Masamune is the exception to this rule. Watching him doesn't feel like watching a tired and sluggish jarhead, but more like watching a tactical operator. He's got this clever look in his eye and a stoic, determined expression. Polite, calm, and resolute, and with unmatched precision.
He probably descends from some ancient Japanese sword master waaaay back in the feudal era. I don't know if he worships that bushido crap or his ancestors like other Japanese people do, but I'm sure if his folk could see the way he fought, they would have considered him a noble hero worthy of the lineage.
Stick by this marine's side if you don't want to learn how to brawl like a thug, but to mercilessly and efficiently slaughter the opposition.

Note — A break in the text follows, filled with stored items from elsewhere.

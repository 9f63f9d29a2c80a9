//! REST API helpers for the gallery server.
//!
//! Client-side (hydrate): real HTTP calls via `gloo-net`.
//! Server-side (SSR): stubs returning empty results since these endpoints
//! are only fetched from the browser.
//!
//! ERROR HANDLING
//! ==============
//! Callers get `Option`/`Vec` outputs instead of panics so a failing indexer
//! degrades to an empty grid or a "not found" view.

#![allow(clippy::unused_async)]

#[cfg(test)]
#[path = "api_test.rs"]
mod api_test;

use collectibles::{NftDetail, NftInfo};

/// Cursor for listing endpoints.
#[derive(Clone, Debug, Default, PartialEq, Eq)]
pub struct Page {
    pub start_after: Option<String>,
    pub limit: Option<u32>,
}

/// Placeholder origin used only to run paths through `url`'s encoder.
const ENCODING_ORIGIN: &str = "http://gallery.invalid";

/// Origin-relative URL with each path segment and query value
/// percent-encoded, so token ids like `a/b` or `x&y` stay intact.
pub fn endpoint(segments: &[&str], page: Option<&Page>) -> String {
    let Ok(mut url) = url::Url::parse(ENCODING_ORIGIN) else {
        log::error!("invalid encoding origin {ENCODING_ORIGIN}");
        return "/".to_owned();
    };
    if let Ok(mut path) = url.path_segments_mut() {
        path.clear().extend(segments);
    }

    let mut pairs = Vec::new();
    if let Some(page) = page {
        if let Some(start_after) = &page.start_after {
            pairs.push(("start_after", start_after.clone()));
        }
        if let Some(limit) = page.limit {
            pairs.push(("limit", limit.to_string()));
        }
    }
    if !pairs.is_empty() {
        url.query_pairs_mut().extend_pairs(pairs);
    }

    url[url::Position::BeforePath..].to_owned()
}

#[cfg(any(test, feature = "hydrate"))]
fn collection_endpoint(page: &Page) -> String {
    endpoint(&["api", "nfts"], Some(page))
}

#[cfg(any(test, feature = "hydrate"))]
fn owned_endpoint(address: &str, page: &Page) -> String {
    endpoint(&["api", "wallets", address, "nfts"], Some(page))
}

#[cfg(any(test, feature = "hydrate"))]
fn detail_endpoint(token_id: &str) -> String {
    endpoint(&["api", "nfts", token_id], None)
}

#[cfg(feature = "hydrate")]
async fn get_json<T: serde::de::DeserializeOwned>(url: &str) -> Option<T> {
    let resp = match gloo_net::http::Request::get(url).send().await {
        Ok(resp) => resp,
        Err(e) => {
            log::warn!("GET {url} failed: {e}");
            return None;
        }
    };
    if !resp.ok() {
        log::warn!("GET {url} returned {}", resp.status());
        return None;
    }
    resp.json::<T>().await.ok()
}

/// Fetch one page of the whole collection.
pub async fn fetch_collection(page: Page) -> Vec<NftInfo> {
    #[cfg(feature = "hydrate")]
    {
        get_json(&collection_endpoint(&page)).await.unwrap_or_default()
    }
    #[cfg(not(feature = "hydrate"))]
    {
        let _ = page;
        Vec::new()
    }
}

/// Fetch the collectibles owned by `address`.
pub async fn fetch_owned(address: String, page: Page) -> Vec<NftInfo> {
    #[cfg(feature = "hydrate")]
    {
        get_json(&owned_endpoint(&address, &page)).await.unwrap_or_default()
    }
    #[cfg(not(feature = "hydrate"))]
    {
        let _ = (address, page);
        Vec::new()
    }
}

/// Fetch a collectible with its physical redemption status.
/// Returns `None` when the token does not exist or on the server.
pub async fn fetch_nft_detail(token_id: String) -> Option<NftDetail> {
    #[cfg(feature = "hydrate")]
    {
        get_json(&detail_endpoint(&token_id)).await
    }
    #[cfg(not(feature = "hydrate"))]
    {
        let _ = token_id;
        None
    }
}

She's a total lunatic who really loves to use knives.
She somehow hasn't died though, so something that she's doing has gotta be working. That alone is worth some major props.
A brother of different skin yet the same blood. We swore an oath of true companionship one day while pinned down hard inside of a colony bar - can't forget it. Shiva's Snowball was a real bitch. After swearing that oath together we rocked that colony hard, mowing down hostile colonials by the dozens.
Ever since that singular operation, we've been good friends. He gets himself into trouble all the time, while I mostly watch from the background. No way in hell this guy could ever be the Captain of his own vessel; HC would thrash him six ways to Sunday for all his dumb cultural bullshit. Good thing he's still just an enlisted.
Swinging that machete around and talking about taking scalps ain't gonna fool me. This man is a lover and peacemaker at heart.
We were securing a research facility and this guy asked me to drink something from a test tube on a dare this one time. It was flesh melting acid, and ever since that day I've lost the ability to taste anything.
On the plus side, I now have an extra fifty bucks I didn't have previously.